What is certain is that everywhere I feel the same climate of insecurity and uncertainty in people in front of their personal future and the search for alternatives for a better life.  All of this situation makes me reflect on what would be the best way to act.

What it means to understand

Bandos_principio

Within this global chaos, what does it mean to understand that we haven’t chosen any side; not me, not the direct victims of today’s violence, nor the apparently worse perpetrators of violent terrorism.  To think like that can even seem inconceivable, but it requires a will to overcome the compulsive judgemental thinking that we are used to.  So, let’s try it.

We were born in a place we didn’t choose, be it our geographical country, our culture, our parents and family.  This culture influences our way of thinking and seeing the world; we are, basically, influenced by the family surroundings in which we were born, in which we grew up, the schools where we studied, the friends we had, and, finally it turns out that the most intimate decisions that seem to be “ours” are the result of a set of social and personal influences.  Try to see this in your own life.

Would we be the same if we would have been born in the midst of a war, such as in Syria at the moment?  Or if we would have been born in the Middle East, in Africa, or in Europe, in different families, or even in a different historical context, such as for example the era of slavery.  Would we really be the same people?  Would we think the same?  Would we like the same models of men/women?  Would we have the same life values or ideologies?  Do this exercise of flexibility of images, and imagine yourselves in different situations and places.

Now we can try another exercise which is perhaps more difficult…

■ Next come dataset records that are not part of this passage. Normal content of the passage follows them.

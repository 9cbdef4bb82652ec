pub mod google;
pub mod traits;
pub(crate) mod sse;
pub mod util;

// Re-exports for convenience.
pub use google::GoogleProvider;
pub use traits::{ChatRequest, LlmProvider};
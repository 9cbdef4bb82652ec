//! threadline gateway: WebSocket transport, turn loop and CLI.

pub mod api;
pub mod bootstrap;
pub mod cli;
pub mod runtime;
pub mod state;
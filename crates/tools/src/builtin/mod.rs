pub mod notice;
pub mod time;
pub mod web_fetch;
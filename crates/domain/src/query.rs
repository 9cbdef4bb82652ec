use serde::{Deserialize, Deserializer, Serialize};

/// Query parameters a client sends when opening a session.
///
/// `actions` arrives as a comma-separated list (`actions=show_notice,beep`).
#[derive(Debug, Clone, Default, Serialize, Deserialize)]
pub struct SessionQuery {
    #[serde(default)]
    pub prompt: String,
    #[serde(default, rename = "threadId")]
    pub thread_id: Option<String>,
    #[serde(default)]
    pub tz: Option<String>,
    #[serde(default, deserialize_with = "comma_list")]
    pub actions: Vec<String>,
}

impl SessionQuery {
    pub fn new(prompt: impl Into<String>) -> Self {
        Self {
            prompt: prompt.into(),
            ..Default::default()
        }
    }

    /// The prior thread to restore, ignoring an empty `threadId=`.
    pub fn prior_thread(&self) -> Option<&str> {
        self.thread_id
            .as_deref()
            .map(str::trim)
            .filter(|id| !id.is_empty())
    }

    /// Client time zone, if one was sent.
    pub fn time_zone(&self) -> Option<&str> {
        self.tz.as_deref().map(str::trim).filter(|tz| !tz.is_empty())
    }
}

fn comma_list<'de, D>(deserializer: D) -> Result<Vec<String>, D::Error>
where
    D: Deserializer<'de>,
{
    let raw = Option::<String>::deserialize(deserializer)?;
    Ok(raw
        .unwrap_or_default()
        .split(',')
        .map(str::trim)
        .filter(|s| !s.is_empty())
        .map(str::to_owned)
        .collect())
}

#[cfg(test)]
mod tests {
    use super::*;

    #[test]
    fn parses_query_keys() {
        let q: SessionQuery = serde_json::from_value(serde_json::json!({
            "prompt": "hi",
            "threadId": "abc",
            "tz": "Europe/Paris",
            "actions": "show_notice, beep,,",
        }))
        .unwrap();
        assert_eq!(q.prompt, "hi");
        assert_eq!(q.prior_thread(), Some("abc"));
        assert_eq!(q.time_zone(), Some("Europe/Paris"));
        assert_eq!(q.actions, vec!["show_notice", "beep"]);
    }

    #[test]
    fn blank_thread_id_means_no_prior_thread() {
        let q: SessionQuery =
            serde_json::from_value(serde_json::json!({"prompt": "hi", "threadId": "  "})).unwrap();
        assert_eq!(q.prior_thread(), None);
        assert!(q.actions.is_empty());
    }
}
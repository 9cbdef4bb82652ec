//! Role+text codec for stored threads.
//!
//! The stored payload is a JSON array of `{"role", "content"}` objects.
//! Only user and model turns whose first part is non-blank text survive
//! encoding; tool calls and tool responses are dropped.

use serde::{Deserialize, Serialize};
use tl_domain::error::{Error, Result};
use tl_domain::tool::{Message, Role};

/// One persisted turn.
#[derive(Debug, Clone, PartialEq, Serialize, Deserialize)]
pub struct StoredTurn {
    pub role: Role,
    pub content: String,
}

/// Reduce a conversation log to its persistable turns.
pub fn reduce(messages: &[Message]) -> Vec<StoredTurn> {
    messages
        .iter()
        .filter(|m| matches!(m.role, Role::User | Role::Model))
        .filter_map(|m| {
            let text = m.first_text()?;
            if text.trim().is_empty() {
                return None;
            }
            Some(StoredTurn {
                role: m.role,
                content: text.to_owned(),
            })
        })
        .collect()
}

pub fn encode_thread(messages: &[Message]) -> Result<String> {
    Ok(serde_json::to_string(&reduce(messages))?)
}

/// Parse a stored payload back into single-text-part messages.
pub fn decode_thread(thread_id: &str, payload: &str) -> Result<Vec<Message>> {
    let turns: Vec<StoredTurn> =
        serde_json::from_str(payload).map_err(|e| Error::ThreadDecode {
            thread_id: thread_id.to_owned(),
            message: e.to_string(),
        })?;
    Ok(turns
        .into_iter()
        .map(|t| Message::text(t.role, t.content))
        .collect())
}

Within this social moment and climate that exists in Europe of rejection, exploitation, exclusion, abandonment and humiliation of immigrants and refugees, in addition to the wars that European governments are pushing in the name of democracy and justice, let’s imagine the life of that person who decided to explode a bomb in the name of their god or an ideal that seemed to be worth more than life itself.  In what conditions was that person born?  What was their life like?  What disappointments and failures, personal and existential, could that poor individual have suffered, that – in desperation at not finding ways out or answers to their problems – could have been manipulated or made to believe that violence and killing others would drown their pain and find recompense in other future lives?

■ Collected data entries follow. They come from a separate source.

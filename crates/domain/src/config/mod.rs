mod llm;
mod observability;
mod server;
mod session;
mod threads;
mod tools;

pub use llm::*;
pub use observability::*;
pub use server::*;
pub use session::*;
pub use threads::*;
pub use tools::*;

use serde::{Deserialize, Serialize};
use std::fmt;

// ━━━━━━━━━━━━━━━━━━━━━━━━━━━━━━━━━━━━━━━━━━━━━━━━━━━━━━━━━━━━━━━━━━
// Top-level config
// ━━━━━━━━━━━━━━━━━━━━━━━━━━━━━━━━━━━━━━━━━━━━━━━━━━━━━━━━━━━━━━━━━━

#[derive(Debug, Clone, Serialize, Deserialize, Default)]
pub struct Config {
    #[serde(default)]
    pub server: ServerConfig,
    #[serde(default)]
    pub llm: LlmConfig,
    #[serde(default)]
    pub session: SessionConfig,
    #[serde(default)]
    pub threads: ThreadsConfig,
    #[serde(default)]
    pub tools: ToolsConfig,
    #[serde(default)]
    pub observability: ObservabilityConfig,
}

// ━━━━━━━━━━━━━━━━━━━━━━━━━━━━━━━━━━━━━━━━━━━━━━━━━━━━━━━━━━━━━━━━━━
// Config validation
// ━━━━━━━━━━━━━━━━━━━━━━━━━━━━━━━━━━━━━━━━━━━━━━━━━━━━━━━━━━━━━━━━━━

/// Severity level for a configuration issue.
#[derive(Debug, Clone, Copy, PartialEq, Eq)]
pub enum ConfigSeverity {
    Error,
    Warning,
}

/// A single configuration validation issue.
#[derive(Debug, Clone)]
pub struct ConfigError {
    pub severity: ConfigSeverity,
    pub field: String,
    pub message: String,
}

impl fmt::Display for ConfigError {
    fn fmt(&self, f: &mut fmt::Formatter<'_>) -> fmt::Result {
        let tag = match self.severity {
            ConfigSeverity::Error => "ERROR",
            ConfigSeverity::Warning => "WARN",
        };
        write!(f, "[{tag}] {}: {}", self.field, self.message)
    }
}

impl ConfigError {
    fn error(field: &str, message: impl Into<String>) -> Self {
        Self {
            severity: ConfigSeverity::Error,
            field: field.into(),
            message: message.into(),
        }
    }

    fn warning(field: &str, message: impl Into<String>) -> Self {
        Self {
            severity: ConfigSeverity::Warning,
            field: field.into(),
            message: message.into(),
        }
    }
}

impl Config {
    /// Validate the configuration and return a list of issues.
    ///
    /// Returns an empty vec when everything looks good.
    pub fn validate(&self) -> Vec<ConfigError> {
        let mut errors = Vec::new();

        if self.server.port == 0 {
            errors.push(ConfigError::error("server.port", "port must be greater than 0"));
        }
        if self.server.host.is_empty() {
            errors.push(ConfigError::error("server.host", "host must not be empty"));
        }
        if self.llm.base_url.is_empty() {
            errors.push(ConfigError::error("llm.base_url", "base_url must not be empty"));
        }
        if self.llm.model.is_empty() {
            errors.push(ConfigError::error("llm.model", "model must not be empty"));
        }
        if self.llm.auth.key.is_none() && self.llm.auth.env.is_none() {
            errors.push(ConfigError::warning(
                "llm.auth",
                "no API key source configured; sessions will fail until one is set",
            ));
        }
        if !(0.0..=2.0).contains(&self.session.temperature) {
            errors.push(ConfigError::error(
                "session.temperature",
                "temperature must be between 0.0 and 2.0",
            ));
        }
        if self.session.max_tool_rounds == 0 {
            errors.push(ConfigError::warning(
                "session.max_tool_rounds",
                "0 disables tools entirely",
            ));
        }
        if self.session.outbound_buffer == 0 {
            errors.push(ConfigError::error(
                "session.outbound_buffer",
                "outbound buffer must hold at least one frame",
            ));
        }
        if self.threads.ttl_secs == 0 {
            errors.push(ConfigError::error(
                "threads.ttl_secs",
                "threads would expire immediately",
            ));
        }
        if self.threads.backend == ThreadBackend::File && self.threads.dir.as_os_str().is_empty() {
            errors.push(ConfigError::error(
                "threads.dir",
                "file backend requires a directory",
            ));
        }
        if self.tools.default_timezone.parse::<zone_name::Checked>().is_err() {
            errors.push(ConfigError::warning(
                "tools.default_timezone",
                format!("'{}' does not look like an IANA zone name", self.tools.default_timezone),
            ));
        }

        errors
    }
}

/// Minimal shape check for IANA zone names (`Area/Location` or `UTC`).
/// Full resolution happens in the tools crate, which owns the tz database.
mod zone_name {
    pub struct Checked;

    impl std::str::FromStr for Checked {
        type Err = ();

        fn from_str(s: &str) -> Result<Self, Self::Err> {
            let valid = s == "UTC"
                || (s.contains('/')
                    && !s.starts_with('/')
                    && !s.ends_with('/')
                    && s.chars().all(|c| c.is_ascii_alphanumeric() || "/_-+".contains(c)));
            if valid {
                Ok(Checked)
            } else {
                Err(())
            }
        }
    }
}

This perspective helps us to have a humanising look at the skin of monstrosity.  It’s not a look to justify any violent situation, or to exonerate or indemnify any of their actions – for that we would need improved social justice – but rather an attempt to understand and also to observe the greater historical context in which we live and what we do.

Is it possible that, just like that poor and desperate person who ended their life and took the lives of others, who lost faith in life and in the world, that also we have chosen very little of what we are?

In this historical context, what are we doing?  Or what am I doing?

I think that the first step is to have a broader vision of our own lives, to understand our conditionings, and that we haven’t chosen any side; then we will understand that we are the influence of our environment… But we can also influence our environment.

This position can help us to reconcile with a historical moment or a greater context in which we have to live.  We haven’t chosen to be born in this moment of human history, but there’s a reason we are here today.  We haven’t chose to live and to witness so much human suffering, but we can do something given that we are sensitive to such injustice.

With a broader perspective and understanding of the process of humanity and our own lives, and bearing in mind that we are still evolving as humanity, it is the responsibility of each one of us to plant a seed in this evolutionary process.

To seek to be in peace with oneself in relation to one’s own life and external events, to contribute to this evolutionary construction and to fight for better conditions for all and therefore for what we believe, that’s what we need to do: look for meaning in life and the joy of living.